Je serai donc très court dans mon inter­vention.

Oui! Nous devons avoir à tous les niveaux le souci de pérenniser notre ANCAC. Nous sommes encore une association qui se porte bien malgré la disparition de nombreux cama­rades responsables.

Ce Congrès a montré une nouvelle fois tout l'engagement, le dévouement des délégués de poursuivre notre action pour nos droits à ré­paration mais également celui de la Mémoire qui reste un élément fondamental de notre Association.

A ce sujet, je voudrais vous informer qu'il vient de sortir le document historique sur les cheminots victimes de la répression 1940-1945. Ce travail qui a duré 3 ans sous la direction de Thomas FONTAINE docteur en histoire en partenariat avec la Direction SNCF, Rail Mémoire, IHS - CGT des Cheminots -Rails et histoire et de l'ANCAC.

Ce livre est un mémorial qui représente les 2 229 victimes de la répression, un livre qui

vous permettra de retrouver toute l'histoire de ces Cheminots Résistants fusillés et vous apportera un plus pour la mémoire collective.

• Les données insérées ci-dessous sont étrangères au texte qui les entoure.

use camera::CameraSurface;
use foundation::easing::ease_in_out_cubic;
use foundation::ids::OverlayId;
use foundation::math::LngLat;
use runtime::{AnimationHandle, Animations, EventBus, Frame, TickOutcome};
use serde::{Deserialize, Serialize};

use crate::path::{OverlayPath, densify_for_zoom};
use crate::registry::OverlayRegistry;

#[derive(Debug, Copy, Clone, PartialEq, Serialize, Deserialize)]
pub struct RevealConfig {
    /// Reveal duration for a normal visit.
    #[serde(default = "default_duration")]
    pub duration_s: f64,
    /// Reveal duration when the visit asked to go gently.
    #[serde(default = "default_gentle_duration")]
    pub gentle_duration_s: f64,
    /// Maximum on-screen segment length after densification.
    #[serde(default = "default_budget_px")]
    pub densify_budget_px: f64,
}

fn default_duration() -> f64 {
    3.0
}
fn default_gentle_duration() -> f64 {
    4.5
}
fn default_budget_px() -> f64 {
    12.0
}

impl Default for RevealConfig {
    fn default() -> Self {
        Self {
            duration_s: default_duration(),
            gentle_duration_s: default_gentle_duration(),
            densify_budget_px: default_budget_px(),
        }
    }
}

#[derive(Debug)]
struct RevealTask {
    id: OverlayId,
    /// Densified open polyline; the loop is closed at completion.
    points: Vec<LngLat>,
    color: [f32; 4],
    min_zoom_to_show: f64,
    duration_s: f64,
    elapsed_s: f64,
}

/// Progressive, eased drawing of overlay paths.
///
/// Progress is monotonic per reveal and reaches 1 exactly once; the
/// completed closed path is handed to the [`OverlayRegistry`], which owns
/// it from then on. A reveal for an id that is already drawn or already
/// animating is a no-op.
#[derive(Debug, Default)]
pub struct RevealAnimator {
    active: Animations<RevealTask>,
}

impl RevealAnimator {
    pub fn new() -> Self {
        Self::default()
    }

    pub fn active_count(&self) -> usize {
        self.active.len()
    }

    /// Starts revealing `points` for `id`.
    ///
    /// Returns `None` without animating when the overlay is already drawn,
    /// already animating, or the geometry is unusable. In the unusable
    /// case a warning is emitted and completion never fires, per the
    /// declined-reveal contract.
    #[allow(clippy::too_many_arguments)]
    pub fn start(
        &mut self,
        frame: Frame,
        zoom: f64,
        registry: &OverlayRegistry,
        id: OverlayId,
        points: &[LngLat],
        color: [f32; 4],
        min_zoom_to_show: f64,
        duration_s: f64,
        config: RevealConfig,
        bus: &mut EventBus,
    ) -> Option<AnimationHandle> {
        if registry.contains(id) {
            bus.trace(frame, "reveal", format!("{:?} already drawn, no-op", id));
            return None;
        }
        if self.active.find(|t| t.id == id).is_some() {
            bus.trace(frame, "reveal", format!("{:?} already animating, no-op", id));
            return None;
        }

        let dense = densify_for_zoom(points, zoom, config.densify_budget_px);
        if dense.len() < 2 {
            bus.warn(frame, "reveal", format!("{:?} has no usable geometry", id));
            return None;
        }

        bus.trace(frame, "reveal", format!("{:?} started", id));
        Some(self.active.schedule(RevealTask {
            id,
            points: dense,
            color,
            min_zoom_to_show,
            duration_s: duration_s.max(1e-6),
            elapsed_s: 0.0,
        }))
    }

    pub fn cancel(&mut self, handle: AnimationHandle) -> bool {
        self.active.cancel(handle)
    }

    pub fn cancel_all(&mut self) {
        self.active.cancel_all();
    }

    /// Advances every active reveal one frame.
    ///
    /// Returns ids that completed this frame, in handle order; the
    /// coordinator uses that to sequence sweep/orbit start strictly after
    /// reveal completion.
    pub fn tick(
        &mut self,
        frame: Frame,
        surface: &mut dyn CameraSurface,
        registry: &mut OverlayRegistry,
        bus: &mut EventBus,
    ) -> Vec<OverlayId> {
        let mut completed: Vec<(OverlayId, OverlayPath)> = Vec::new();

        self.active.run_frame(frame, |frame, task| {
            task.elapsed_s += frame.dt_s;
            let t = (task.elapsed_s / task.duration_s).min(1.0);
            let progress = ease_in_out_cubic(t);

            if t >= 1.0 {
                // Close the circuit and hand the finished path over.
                let mut closed = task.points.clone();
                closed.push(task.points[0]);
                surface.upsert_path(task.id, &closed, task.color);
                completed.push((
                    task.id,
                    OverlayPath {
                        id: task.id,
                        points: closed,
                        reveal_progress: 1.0,
                        color: task.color,
                        min_zoom_to_show: task.min_zoom_to_show,
                    },
                ));
                return TickOutcome::Finished;
            }

            surface.upsert_path(task.id, &visible_prefix(&task.points, progress), task.color);
            TickOutcome::Continue
        });

        let mut ids = Vec::with_capacity(completed.len());
        for (id, path) in completed {
            registry.insert(path);
            bus.trace(frame, "reveal", format!("{:?} complete", id));
            ids.push(id);
        }
        ids
    }
}

/// Prefix of `points` visible at eased `progress`, with sub-point
/// interpolation between the last two points for smoothness near the tip.
fn visible_prefix(points: &[LngLat], progress: f64) -> Vec<LngLat> {
    let n = points.len();
    let pos = progress.clamp(0.0, 1.0) * (n - 1) as f64;
    let i = pos.floor() as usize;
    let frac = pos - i as f64;

    let mut prefix: Vec<LngLat> = points[..=i.min(n - 1)].to_vec();
    if frac > 0.0 && i + 1 < n {
        prefix.push(points[i].lerp(points[i + 1], frac));
    }
    prefix
}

Il est actuellement en vente dans les librairies au prix de 25 euros.

J'y ajoute également celui de notre combat pour la PAIX dans le monde. Il serait temps que les grandes puissances s'engagent sur le chemin de la PAIX et de l'égalité sociale pour tous les peuples et non pas de poursuivre celui de la guerre avec des budgets militaires toujours en progression.

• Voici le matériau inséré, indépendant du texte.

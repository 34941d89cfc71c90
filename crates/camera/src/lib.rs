pub mod fixture;
pub mod interaction;
pub mod surface;

pub use fixture::*;
pub use interaction::*;
pub use surface::*;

Mais dans un premier temps, je voudrais à mon tour remercier chaleureusement la section de TOULON, son Président Louis DUTTO, Muriel SIGAUD et toute l'équipe pour l'organisation de ce 40e Congrès National qui marquera la ville de TOULON puisqu'il y a ef­fectivement 40 ans que notre regretté Marcel GINESY organisait le 20e Congrès en 1977 dans cette ville.

40 ans après, nous voici de nouveau dans cette belle ville de TOULON. Malheureuse­ment nous avons perdu de nombreuses per­sonnalités de notre Association, en premier lieu tous les grands Résistants 1939-1945 qui ont été à la Direction de l'ANCAC.

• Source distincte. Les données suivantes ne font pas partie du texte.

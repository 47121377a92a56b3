//! Emission filtering and batch formatting.
//!
//! Drops generator boilerplate (session-setting statements) and empty
//! placeholder lines, then writes each surviving statement block followed by
//! the batch separator and a blank line. Pure aside from writer I/O.

use std::collections::HashSet;
use std::io::Write;

use crate::error::{Result, SchemaScriptError};

/// The batch separator conventionally understood by T-SQL tooling.
pub const BATCH_SEPARATOR: &str = "GO";

/// Session-setting statements the scripting layer should not reproduce.
pub const DEFAULT_EXCLUSIONS: &[&str] = &[
    "SET ANSI_NULLS ON",
    "SET QUOTED_IDENTIFIER ON",
    "SET ANSI_PADDING ON",
    "SET ANSI_PADDING OFF",
];

/// Line-level filter applied to generated statement blocks before emission.
#[derive(Debug, Clone)]
pub struct EmissionFilter {
    exclusions: HashSet<String>,
}

impl Default for EmissionFilter {
    fn default() -> Self {
        Self::new(DEFAULT_EXCLUSIONS.iter().map(|s| (*s).to_string()))
    }
}

impl EmissionFilter {
    pub fn new(exclusions: impl IntoIterator<Item = String>) -> Self {
        Self {
            exclusions: exclusions.into_iter().collect(),
        }
    }

    /// Filters one statement block, returning `None` when nothing survives.
    pub fn filter_block(&self, block: &str) -> Option<String> {
        let kept: Vec<&str> = block
            .lines()
            .filter(|line| !self.exclusions.contains(line.trim()))
            .collect();

        let joined = kept.join("\n");
        if joined.trim().is_empty() {
            None
        } else {
            Some(joined)
        }
    }

    /// Writes statement blocks to `writer`, each terminated by the batch
    /// separator and a blank line. Blocks that filter down to nothing are
    /// skipped entirely, separator included.
    pub fn write_script<W, I>(&self, writer: &mut W, blocks: I) -> Result<()>
    where
        W: Write,
        I: IntoIterator<Item = Result<String>>,
    {
        for block in blocks {
            let block = block?;
            let Some(kept) = self.filter_block(&block) else {
                continue;
            };
            writeln!(writer, "{kept}\n{BATCH_SEPARATOR}\n").map_err(|e| {
                SchemaScriptError::Io {
                    context: "failed to write script to output stream".to_string(),
                    source: e,
                }
            })?;
        }
        Ok(())
    }
}

#[cfg(test)]
mod tests {
    use super::*;

    #[test]
    fn excluded_lines_never_reach_the_output() {
        let filter = EmissionFilter::default();
        let block = "SET ANSI_NULLS ON\nCREATE TABLE [dbo].[t] (\n    [id] int NOT NULL\n);";
        let kept = filter.filter_block(block).unwrap();

        assert!(!kept.contains("SET ANSI_NULLS ON"));
        assert!(kept.contains("CREATE TABLE"));
    }

    #[test]
    fn blocks_that_filter_to_nothing_are_dropped() {
        let filter = EmissionFilter::default();
        assert_eq!(filter.filter_block("SET ANSI_NULLS ON"), None);
        assert_eq!(filter.filter_block(""), None);
        assert_eq!(filter.filter_block("   \n  "), None);
    }

    #[test]
    fn every_block_ends_with_separator_and_blank_line() {
        let filter = EmissionFilter::default();
        let blocks = vec![
            Ok("CREATE TABLE [dbo].[a] (\n    [id] int NOT NULL\n);".to_string()),
            Ok("CREATE VIEW [dbo].[v] AS SELECT 1 AS x".to_string()),
        ];

        let mut out = Vec::new();
        filter.write_script(&mut out, blocks).unwrap();
        let text = String::from_utf8(out).unwrap();

        assert_eq!(text.matches("\nGO\n\n").count(), 2);
        let first_go = text.find("\nGO\n").unwrap();
        assert!(text[..first_go].contains("CREATE TABLE"));
        assert!(text[first_go..].contains("CREATE VIEW"));
    }

    #[test]
    fn custom_exclusion_sets_are_honored() {
        let filter = EmissionFilter::new(["PRINT 'done'".to_string()]);
        let kept = filter
            .filter_block("PRINT 'done'\nSET ANSI_NULLS ON\nSELECT 1")
            .unwrap();

        // Only the custom set applies; the default boilerplate passes through
        assert!(kept.contains("SET ANSI_NULLS ON"));
        assert!(!kept.contains("PRINT"));
    }

    #[test]
    fn generator_errors_propagate_through_emission() {
        let filter = EmissionFilter::default();
        let blocks = vec![
            Ok("SELECT 1".to_string()),
            Err(crate::error::SchemaScriptError::configuration("boom")),
        ];
        let mut out = Vec::new();
        assert!(filter.write_script(&mut out, blocks).is_err());
    }
}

Nous pensons à eux en ce 40e Congrès Na­tional. Ils ont su maintenir l'ANCAC au plus haut niveau pendant de nombreuses années.

Aujourd'hui, notre génération a beaucoup plus de mal, les effectifs se réduisent, les responsables de Sections de Réseaux ont une santé fragile mais tous ont la même détermi­nation à savoir conserver notre ANCAC.

Je voudrais également remercier la munici­palité de TOULON pour son aide matérielle.

Monsieur le Député VITEL qui nous a ac­compagnés pendant ces 2 jours - Madame MACARY représentant le Directeur de Région.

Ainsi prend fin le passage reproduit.